Once these values for (f/2) and Sc are substituted into Equation (17), the resulting predictions for the values of k, irrespective of the velocity u in this range of flow rates, are around 8.2 × 10⁻⁷ m·s⁻¹, which are very close to the predicted k values for the duodenum and small intestine of 1.23 × 10⁻⁶ m·s⁻¹ and 5.37 × 10⁻⁷ m·s⁻¹ from Table 1, respectively. This similarity should be rather reassuring for developers of in vitro guts-on-a-chip, such as Fois et al. [24], in the following sense. Specifically, there is no reason, providing that the chemistry for the in vitro guts-on-a-chip is maintained similarly to that for in vitro human digestive systems (Table 1), why the mass-transfer and transport behaviour for in vivo human digestive systems should not be well-mimicked by in vitro guts-on-a-chip.
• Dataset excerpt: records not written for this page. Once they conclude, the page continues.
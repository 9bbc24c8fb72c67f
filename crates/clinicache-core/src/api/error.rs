use thiserror::Error;

#[derive(Error, Debug)]
pub enum ApiError {
    #[error("Search query is empty")]
    EmptyQuery,

    #[error("Access denied: {0}")]
    AccessDenied(String),

    #[error("Resource not found: {0}")]
    NotFound(String),

    #[error("Rate limited - please wait before retrying")]
    RateLimited,

    #[error("Server error: {0}")]
    ServerError(String),

    #[error("Network error: {0}")]
    Network(#[from] reqwest::Error),

    #[error("Invalid response: {0}")]
    InvalidResponse(String),
}

/// Maximum length for error response bodies in error messages
const MAX_ERROR_BODY_LENGTH: usize = 500;

impl ApiError {
    /// Truncate a response body to avoid logging excessive data
    fn truncate_body(body: &str) -> String {
        if body.len() <= MAX_ERROR_BODY_LENGTH {
            body.to_string()
        } else {
            let mut end = MAX_ERROR_BODY_LENGTH;
            while !body.is_char_boundary(end) {
                end -= 1;
            }
            format!("{}... (truncated, {} total bytes)", &body[..end], body.len())
        }
    }

    pub fn from_status(status: reqwest::StatusCode, body: &str) -> Self {
        let truncated = Self::truncate_body(body);
        match status.as_u16() {
            401 | 403 => ApiError::AccessDenied(truncated),
            404 => ApiError::NotFound(truncated),
            429 => ApiError::RateLimited,
            500..=599 => ApiError::ServerError(truncated),
            _ => ApiError::InvalidResponse(format!("Status {}: {}", status, truncated)),
        }
    }

    /// Whether the failure means the network itself was unreachable.
    pub fn is_offline(&self) -> bool {
        match self {
            ApiError::Network(e) => e.is_connect() || e.is_timeout(),
            _ => false,
        }
    }
}
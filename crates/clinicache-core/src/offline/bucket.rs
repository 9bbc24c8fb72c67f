// Named response caches on disk.
//
// Layout: `<root>/<bucket>/index.json` maps URLs to stored entries, and each
// entry's body lives in its own `<n>.body` file next to the index.

use std::collections::BTreeMap;
use std::fs;
use std::io::ErrorKind;
use std::path::{Path, PathBuf};
use std::sync::{Mutex, MutexGuard};

use chrono::{DateTime, Utc};
use serde::{Deserialize, Serialize};
use tracing::{debug, warn};

use super::error::{OfflineError, Result};
use super::fetch::{Request, Response};
use crate::utils::write_atomic;

const INDEX_FILE: &str = "index.json";

#[derive(Debug, Default, Serialize, Deserialize)]
struct BucketIndex {
    next_body: u64,
    entries: BTreeMap<String, StoredEntry>,
}

#[derive(Debug, Clone, Serialize, Deserialize)]
struct StoredEntry {
    status: u16,
    status_text: String,
    headers: Vec<(String, String)>,
    body_file: String,
    cached_at: DateTime<Utc>,
}

/// All cache buckets of one origin.
pub struct CacheStorage {
    root: PathBuf,
    // Serializes index read-modify-write cycles across buckets
    lock: Mutex<()>,
}

impl CacheStorage {
    pub fn new(root: PathBuf) -> Result<Self> {
        fs::create_dir_all(&root)?;
        Ok(Self {
            root,
            lock: Mutex::new(()),
        })
    }

    pub fn root(&self) -> &Path {
        &self.root
    }

    fn validate_name(name: &str) -> Result<()> {
        let invalid = name.is_empty()
            || name.starts_with('.')
            || name.contains(['/', '\\'])
            || name.chars().any(char::is_control);
        if invalid {
            return Err(OfflineError::InvalidBucketName(name.to_string()));
        }
        Ok(())
    }

    fn guard(&self) -> Result<MutexGuard<'_, ()>> {
        self.lock.lock().map_err(|_| OfflineError::Poisoned)
    }

    /// Open a bucket, creating it if it does not exist.
    pub fn open(&self, name: &str) -> Result<Bucket<'_>> {
        Self::validate_name(name)?;
        let dir = self.root.join(name);
        fs::create_dir_all(&dir)?;
        Ok(Bucket {
            storage: self,
            name: name.to_string(),
            dir,
        })
    }

    pub fn has(&self, name: &str) -> bool {
        Self::validate_name(name).is_ok() && self.root.join(name).is_dir()
    }

    /// Names of every existing bucket, sorted.
    pub fn keys(&self) -> Result<Vec<String>> {
        let mut names = Vec::new();
        for entry in fs::read_dir(&self.root)? {
            let entry = entry?;
            if entry.file_type()?.is_dir() {
                if let Some(name) = entry.file_name().to_str() {
                    names.push(name.to_string());
                }
            }
        }
        names.sort();
        Ok(names)
    }

    /// Delete a bucket and everything in it. Returns whether it existed.
    pub fn delete(&self, name: &str) -> Result<bool> {
        Self::validate_name(name)?;
        let _guard = self.guard()?;
        let dir = self.root.join(name);
        if !dir.is_dir() {
            return Ok(false);
        }
        fs::remove_dir_all(&dir)?;
        debug!(bucket = name, "Deleted cache bucket");
        Ok(true)
    }
}

/// One named bucket, borrowed from its `CacheStorage`.
pub struct Bucket<'a> {
    storage: &'a CacheStorage,
    name: String,
    dir: PathBuf,
}

impl Bucket<'_> {
    pub fn name(&self) -> &str {
        &self.name
    }

    fn load_index(&self) -> Result<BucketIndex> {
        let path = self.dir.join(INDEX_FILE);
        match fs::read_to_string(&path) {
            Ok(contents) => Ok(serde_json::from_str(&contents)?),
            Err(e) if e.kind() == ErrorKind::NotFound => Ok(BucketIndex::default()),
            Err(e) => Err(e.into()),
        }
    }

    fn save_index(&self, index: &BucketIndex) -> Result<()> {
        let contents = serde_json::to_string_pretty(index)?;
        write_atomic(&self.dir.join(INDEX_FILE), contents.as_bytes())?;
        Ok(())
    }

    /// Look up a request. Only GET requests ever match.
    pub fn match_request(&self, request: &Request) -> Result<Option<Response>> {
        if !request.is_get() {
            return Ok(None);
        }
        self.match_url(&request.url)
    }

    pub fn match_url(&self, url: &str) -> Result<Option<Response>> {
        let _guard = self.storage.guard()?;
        let index = self.load_index()?;
        let Some(entry) = index.entries.get(url) else {
            return Ok(None);
        };

        let body = match fs::read(self.dir.join(&entry.body_file)) {
            Ok(body) => body,
            Err(e) if e.kind() == ErrorKind::NotFound => {
                warn!(bucket = %self.name, url, "Cache entry lost its body, treating as miss");
                return Ok(None);
            }
            Err(e) => return Err(e.into()),
        };

        Ok(Some(Response {
            status: entry.status,
            status_text: entry.status_text.clone(),
            headers: entry.headers.clone(),
            body,
        }))
    }

    pub fn put(&self, request: &Request, response: &Response) -> Result<()> {
        self.put_all([(request, response)])
    }

    /// Store several responses in one index update. Nothing is stored if any
    /// request is not a GET.
    pub fn put_all<'r>(
        &self,
        entries: impl IntoIterator<Item = (&'r Request, &'r Response)>,
    ) -> Result<()> {
        let entries: Vec<_> = entries.into_iter().collect();
        if let Some((request, _)) = entries.iter().find(|(request, _)| !request.is_get()) {
            return Err(OfflineError::UnsupportedMethod(request.method.clone()));
        }

        let _guard = self.storage.guard()?;
        let mut index = self.load_index()?;
        let mut replaced = Vec::new();

        for (request, response) in entries {
            let body_file = format!("{}.body", index.next_body);
            index.next_body += 1;
            write_atomic(&self.dir.join(&body_file), &response.body)?;

            let entry = StoredEntry {
                status: response.status,
                status_text: response.status_text.clone(),
                headers: response.headers.clone(),
                body_file,
                cached_at: Utc::now(),
            };
            if let Some(old) = index.entries.insert(request.url.clone(), entry) {
                replaced.push(old.body_file);
            }
        }

        self.save_index(&index)?;

        for body_file in replaced {
            if let Err(e) = fs::remove_file(self.dir.join(&body_file)) {
                debug!(bucket = %self.name, body_file, error = %e, "Failed to remove replaced body");
            }
        }
        Ok(())
    }

    /// Remove one cached URL. Returns whether it was present.
    pub fn delete(&self, url: &str) -> Result<bool> {
        let _guard = self.storage.guard()?;
        let mut index = self.load_index()?;
        let Some(entry) = index.entries.remove(url) else {
            return Ok(false);
        };
        self.save_index(&index)?;
        let _ = fs::remove_file(self.dir.join(entry.body_file));
        Ok(true)
    }

    /// Cached URLs, sorted.
    pub fn keys(&self) -> Result<Vec<String>> {
        let _guard = self.storage.guard()?;
        Ok(self.load_index()?.entries.into_keys().collect())
    }

    /// Remove every entry. Returns how many there were.
    pub fn clear(&self) -> Result<usize> {
        let _guard = self.storage.guard()?;
        let index = self.load_index()?;
        let count = index.entries.len();
        for entry in index.entries.values() {
            let _ = fs::remove_file(self.dir.join(&entry.body_file));
        }
        self.save_index(&BucketIndex {
            next_body: index.next_body,
            entries: BTreeMap::new(),
        })?;
        Ok(count)
    }
}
Similar mass-transfer behaviour should ensure similarity for the transport of nutrients to, and waste products away from, bowel cancer cells, as studied by Fois et al. (2021). It is noteworthy that no wider claim of reproducing the entire food-digestion process, from the food to the bloodstream, is made for such a gut-on-a chip model, which is reasonable given that pieces of food cannot physically fit inside a 1 mm × 0.15 mm flow passage. This analysis has suggested that such gut-on-a-chip (in vitro) models are likely to reproduce the in vivo process of mass transfer to and from the walls of the intestine (and any cells on these walls) very well.

6. Conclusions

The role of mass transfer in the food-digestion process has been discussed in this work, including the importance of the series of film mass-transfer resistances in determining the limitations to the overall mass-transfer rate. The interaction between mass transfer and the time scales for food digestion have also been reviewed, showing that the time constants for many parts of the digestion process are very similar to the residence times in these parts of the gastrointestinal tract. There is no reason why the mass-transfer and transport behaviour for in vivo human digestive systems should not be well-mimicked by in vitro guts-on-a-chip, implying that the transport of nutrients to, and waste products away from, cells on the intestine walls should also be very similar in both devices.